● **Work request**: Word for word, set down every line of the entries below from the line with "pub trait PageScraper: Send" to the line with "URLs on the page", including both, and no other line.

● **Material provided**:
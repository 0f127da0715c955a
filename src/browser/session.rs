use anyhow::{Result, Context};
use base64::Engine;
use base64::engine::general_purpose::STANDARD;
use serde_json::{json, Value};
use thirtyfour::extensions::cdp::ChromeDevTools;
use thirtyfour::prelude::*;
use std::time::Duration;
use tracing::{debug, error, warn};

use crate::cli::config::BrowserSettings;

/// One WebDriver session
pub struct BrowserSession {
    /// WebDriver instance
    driver: Option<WebDriver>,
}

impl BrowserSession {
    /// Start a new session against the configured WebDriver endpoint
    pub async fn open(config: &BrowserSettings, user_agent: &str) -> Result<Self> {
        let mut caps = DesiredCapabilities::chrome();

        caps.add_chrome_arg(&format!("--user-agent={}", user_agent))?;
        caps.add_chrome_arg(&format!("--window-size={},{}", config.viewport.width, config.viewport.height))?;

        if config.headless {
            caps.set_headless()?;
        }

        caps.add_chrome_arg("--disable-dev-shm-usage")?;
        caps.add_chrome_arg("--no-sandbox")?;

        let driver = WebDriver::new(&config.webdriver_url, caps).await
            .context("Failed to connect to WebDriver")?;

        driver.set_page_load_timeout(Duration::from_secs(config.page_load_timeout)).await?;

        debug!("Browser session opened");

        Ok(Self { driver: Some(driver) })
    }

    fn driver(&self) -> Result<&WebDriver> {
        self.driver.as_ref().context("Browser session already closed")
    }

    /// Navigate to a URL
    pub async fn navigate(&self, url: &str) -> Result<()> {
        debug!("Navigating to: {}", url);
        self.driver()?.goto(url).await
            .context(format!("Failed to navigate to URL: {}", url))?;

        Ok(())
    }

    /// Get the rendered page source
    pub async fn page_source(&self) -> Result<String> {
        let source = self.driver()?.source().await
            .context("Failed to get page source")?;

        Ok(source)
    }

    /// Capture the whole page as PNG bytes. Falls back to the viewport when
    /// the browser does not speak the DevTools protocol.
    pub async fn screenshot_png(&self) -> Result<Vec<u8>> {
        match self.full_page_png().await {
            Ok(png) => Ok(png),
            Err(e) => {
                warn!("Full-page capture unavailable, using the viewport: {:#}", e);
                let png = self.driver()?.screenshot_as_png().await
                    .context("Failed to take screenshot")?;
                Ok(png)
            }
        }
    }

    async fn full_page_png(&self) -> Result<Vec<u8>> {
        let dev_tools = ChromeDevTools::new(self.driver()?.handle.clone());

        let metrics = dev_tools.execute_cdp("Page.getLayoutMetrics").await
            .context("Failed to read page layout")?;
        let (width, height) = content_size(&metrics)
            .context("Layout metrics carry no content size")?;

        let capture = dev_tools.execute_cdp_with_params("Page.captureScreenshot", json!({
            "format": "png",
            "captureBeyondViewport": true,
            "clip": { "x": 0, "y": 0, "width": width, "height": height, "scale": 1 },
        })).await
            .context("Failed to capture page")?;

        decode_capture(&capture)
    }

    /// Close the browser session
    pub async fn close(&mut self) {
        if let Some(driver) = self.driver.take() {
            if let Err(e) = driver.quit().await {
                error!("Error closing browser session: {}", e);
            }
            debug!("Browser session closed");
        }
    }
}

impl Drop for BrowserSession {
    fn drop(&mut self) {
        if let Some(driver) = self.driver.take() {
            // Spawn a task to quit the driver
            tokio::spawn(async move {
                if let Err(e) = driver.quit().await {
                    error!("Error closing browser session during drop: {}", e);
                }
            });
        }
    }
}

/// Page size in CSS pixels from `Page.getLayoutMetrics`
fn content_size(metrics: &Value) -> Option<(f64, f64)> {
    let size = metrics.get("cssContentSize").or_else(|| metrics.get("contentSize"))?;
    let width = size.get("width")?.as_f64()?;
    let height = size.get("height")?.as_f64()?;
    (width > 0.0 && height > 0.0).then_some((width, height))
}

/// PNG bytes from a `Page.captureScreenshot` reply
fn decode_capture(capture: &Value) -> Result<Vec<u8>> {
    let data = capture.get("data")
        .or_else(|| capture.pointer("/value/data"))
        .and_then(Value::as_str)
        .context("Screenshot reply carries no data")?;

    STANDARD.decode(data).context("Screenshot data is not base64")
}

#[cfg(test)]
mod tests {
    use super::*;

    #[test]
    fn test_content_size_prefers_css_pixels() {
        let metrics = json!({
            "contentSize": { "x": 0, "y": 0, "width": 2560, "height": 9000 },
            "cssContentSize": { "x": 0, "y": 0, "width": 1280, "height": 4500 },
        });
        assert_eq!(content_size(&metrics), Some((1280.0, 4500.0)));

        let legacy = json!({ "contentSize": { "width": 1024, "height": 3000.5 } });
        assert_eq!(content_size(&legacy), Some((1024.0, 3000.5)));

        assert_eq!(content_size(&json!({ "cssContentSize": { "width": 0, "height": 0 } })), None);
        assert_eq!(content_size(&json!({})), None);
    }

    #[test]
    fn test_decode_capture() {
        let png = [0x89, b'P', b'N', b'G'];
        let encoded = STANDARD.encode(png);

        assert_eq!(decode_capture(&json!({ "data": encoded })).unwrap(), png);
        assert_eq!(decode_capture(&json!({ "value": { "data": encoded } })).unwrap(), png);
        assert!(decode_capture(&json!({})).is_err());
        assert!(decode_capture(&json!({ "data": "not base64!" })).is_err());
    }
}
use anyhow::{Result, Context};
use async_trait::async_trait;
use base64::Engine;
use base64::engine::general_purpose::STANDARD;
use reqwest::Client;
use serde::{Serialize, Deserialize};
use std::sync::Arc;
use std::time::Duration;
use tracing::debug;
use url::Url;

use crate::browser::extract;
use crate::browser::pool::BrowserPool;
use crate::cli::config::ScrapeSettings;
use crate::crawler::result::{ContactInfo, Industry, KeywordReport, PageMetadata, Screenshot, SeoReport};
use crate::crawler::robots::RobotsPolicy;

/// The individual sub-scrapes the orchestrator fans out to.
///
/// Every method may fail; the orchestrator turns failures into fallbacks.
#[cfg_attr(test, mockall::automock)]
#[async_trait]
pub trait PageScraper: Send + Sync {
    /// Title, description, keywords and open-graph fields
    async fn metadata(&self, url: &str) -> Result<PageMetadata>;

    /// Industry label for the site
    async fn classify_industry(&self, url: &str, metadata: &PageMetadata) -> Result<Industry>;

    /// Logo URL, preferring the open-graph image
    async fn logo(&self, url: &str, metadata: &PageMetadata, robots: &RobotsPolicy) -> Result<Option<String>>;

    /// Image URLs on the page
    async fn images(&self, url: &str) -> Result<Vec<String>>;

    async fn contact_info(&self, url: &str) -> Result<ContactInfo>;

    async fn addresses(&self, url: &str) -> Result<Vec<String>>;

    async fn screenshot(&self, url: &str) -> Result<Screenshot>;

    async fn seo(&self, url: &str, robots: &RobotsPolicy) -> Result<SeoReport>;

    /// Where a tracked keyword shows up on the page
    async fn keyword(&self, url: &str, keyword: &str) -> Result<KeywordReport>;
}

#[derive(Serialize)]
struct ClassifyRequest<'a> {
    url: &'a str,
    title: Option<&'a str>,
    description: Option<&'a str>,
    keywords: Option<&'a str>,
}

#[derive(Deserialize)]
struct ClassifyResponse {
    label: String,
    score: f64,
}

/// Renders pages through the browser pool and extracts from the DOM
pub struct BrowserScraper {
    pool: Arc<BrowserPool>,
    http: Client,
    settings: ScrapeSettings,
}

impl BrowserScraper {
    pub fn new(pool: Arc<BrowserPool>, settings: ScrapeSettings) -> Result<Self> {
        let http = Client::builder()
            .user_agent(settings.user_agent.clone())
            .timeout(Duration::from_secs(settings.request_timeout))
            .build()
            .context("Failed to create HTTP client")?;

        Ok(Self { pool, http, settings })
    }

    async fn sitemap_reachable(&self, page: &Url, robots: &RobotsPolicy) -> bool {
        let Ok(sitemap) = page.join("/sitemap.xml") else {
            return false;
        };
        if !robots.is_path_allowed(sitemap.path()) {
            return false;
        }

        match self.http.head(sitemap.as_str()).send().await {
            Ok(response) => response.status().is_success(),
            Err(e) => {
                debug!("Sitemap probe for {} failed: {}", sitemap, e);
                false
            }
        }
    }
}

fn parse_url(url: &str) -> Result<Url> {
    Url::parse(url).context(format!("Invalid URL: {}", url))
}

#[async_trait]
impl PageScraper for BrowserScraper {
    async fn metadata(&self, url: &str) -> Result<PageMetadata> {
        let html = self.pool.render(url).await?;
        Ok(extract::parse_metadata(&html))
    }

    async fn classify_industry(&self, url: &str, metadata: &PageMetadata) -> Result<Industry> {
        let endpoint = self.settings.classifier_url.as_deref()
            .context("No classification service configured")?;

        let request = ClassifyRequest {
            url,
            title: metadata.title.as_deref(),
            description: metadata.description.as_deref(),
            keywords: metadata.keywords.as_deref(),
        };

        let response = self.http.post(endpoint)
            .json(&request)
            .send()
            .await
            .context("Failed to reach classification service")?
            .error_for_status()
            .context("Classification service rejected the request")?
            .json::<ClassifyResponse>()
            .await
            .context("Failed to parse classification response")?;

        Ok(Industry { label: response.label, score: response.score })
    }

    async fn logo(&self, url: &str, metadata: &PageMetadata, robots: &RobotsPolicy) -> Result<Option<String>> {
        let page = parse_url(url)?;

        if let Some(og_image) = metadata.og_image.as_deref() {
            if let Ok(image) = page.join(og_image) {
                return Ok(Some(image.to_string()));
            }
        }

        let html = self.pool.render(url).await?;
        let candidate = extract::find_logo_candidate(&html, &page)
            .filter(|logo| {
                Url::parse(logo).map_or(false, |u| u.host_str() != page.host_str() || robots.is_path_allowed(u.path()))
            });

        Ok(candidate)
    }

    async fn images(&self, url: &str) -> Result<Vec<String>> {
        let page = parse_url(url)?;
        let html = self.pool.render(url).await?;
        Ok(extract::extract_images(&html, &page, self.settings.max_images))
    }

    async fn contact_info(&self, url: &str) -> Result<ContactInfo> {
        let html = self.pool.render(url).await?;
        Ok(extract::extract_contact_info(&html))
    }

    async fn addresses(&self, url: &str) -> Result<Vec<String>> {
        let html = self.pool.render(url).await?;
        Ok(extract::extract_addresses(&extract::visible_text(&html)))
    }

    async fn screenshot(&self, url: &str) -> Result<Screenshot> {
        let png = self.pool.screenshot(url).await?;
        Ok(Screenshot { png_base64: STANDARD.encode(png) })
    }

    async fn seo(&self, url: &str, robots: &RobotsPolicy) -> Result<SeoReport> {
        let page = parse_url(url)?;
        let html = self.pool.render(url).await?;
        let sitemap_found = self.sitemap_reachable(&page, robots).await;

        Ok(SeoReport::from_checks(extract::seo_checks(&html, &page, sitemap_found)))
    }

    async fn keyword(&self, url: &str, keyword: &str) -> Result<KeywordReport> {
        let html = self.pool.render(url).await?;
        Ok(extract::keyword_report(&html, keyword))
    }
}

#[cfg(test)]
mod tests {
    use super::*;
    use crate::cli::config::BrowserSettings;
    use wiremock::matchers::{method, path};
    use wiremock::{Mock, MockServer, ResponseTemplate};

    fn scraper(classifier_url: Option<String>) -> BrowserScraper {
        let pool = Arc::new(BrowserPool::new(
            BrowserSettings { webdriver_url: "http://127.0.0.1:9".to_string(), ..BrowserSettings::default() },
            "test-agent",
        ));
        let settings = ScrapeSettings { classifier_url, ..ScrapeSettings::default() };
        BrowserScraper::new(pool, settings).unwrap()
    }

    #[tokio::test]
    async fn test_classify_without_service_fails() {
        let result = scraper(None).classify_industry("https://acme.test", &PageMetadata::default()).await;
        assert!(result.is_err());
    }

    #[tokio::test]
    async fn test_classify_posts_metadata() {
        let server = MockServer::start().await;
        Mock::given(method("POST"))
            .and(path("/classify"))
            .respond_with(ResponseTemplate::new(200).set_body_json(serde_json::json!({
                "label": "Food & Beverage",
                "score": 0.87,
            })))
            .expect(1)
            .mount(&server)
            .await;

        let metadata = PageMetadata { title: Some("Acme Tea".to_string()), ..PageMetadata::default() };
        let industry = scraper(Some(format!("{}/classify", server.uri())))
            .classify_industry("https://acme.test", &metadata)
            .await
            .unwrap();

        assert_eq!(industry.label, "Food & Beverage");
        assert!((industry.score - 0.87).abs() < f64::EPSILON);
    }

    #[tokio::test]
    async fn test_logo_prefers_og_image_without_rendering() {
        let metadata = PageMetadata { og_image: Some("/brand/og.png".to_string()), ..PageMetadata::default() };
        let robots = RobotsPolicy::unrestricted("https://acme.test");

        // The pool points at a dead WebDriver, so any render would fail
        let logo = scraper(None).logo("https://acme.test/about", &metadata, &robots).await.unwrap();
        assert_eq!(logo.as_deref(), Some("https://acme.test/brand/og.png"));
    }
}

● **Your solution**:
pub trait PageScraper: Send + Sync {
    /// Title, description, keywords and open-graph fields
    async fn metadata(&self, url: &str) -> Result<PageMetadata>;

    /// Industry label for the site
    async fn classify_industry(&self, url: &str, metadata: &PageMetadata) -> Result<Industry>;

    /// Logo URL, preferring the open-graph image
    async fn logo(&self, url: &str, metadata: &PageMetadata, robots: &RobotsPolicy) -> Result<Option<String>>;

    /// Image URLs on the page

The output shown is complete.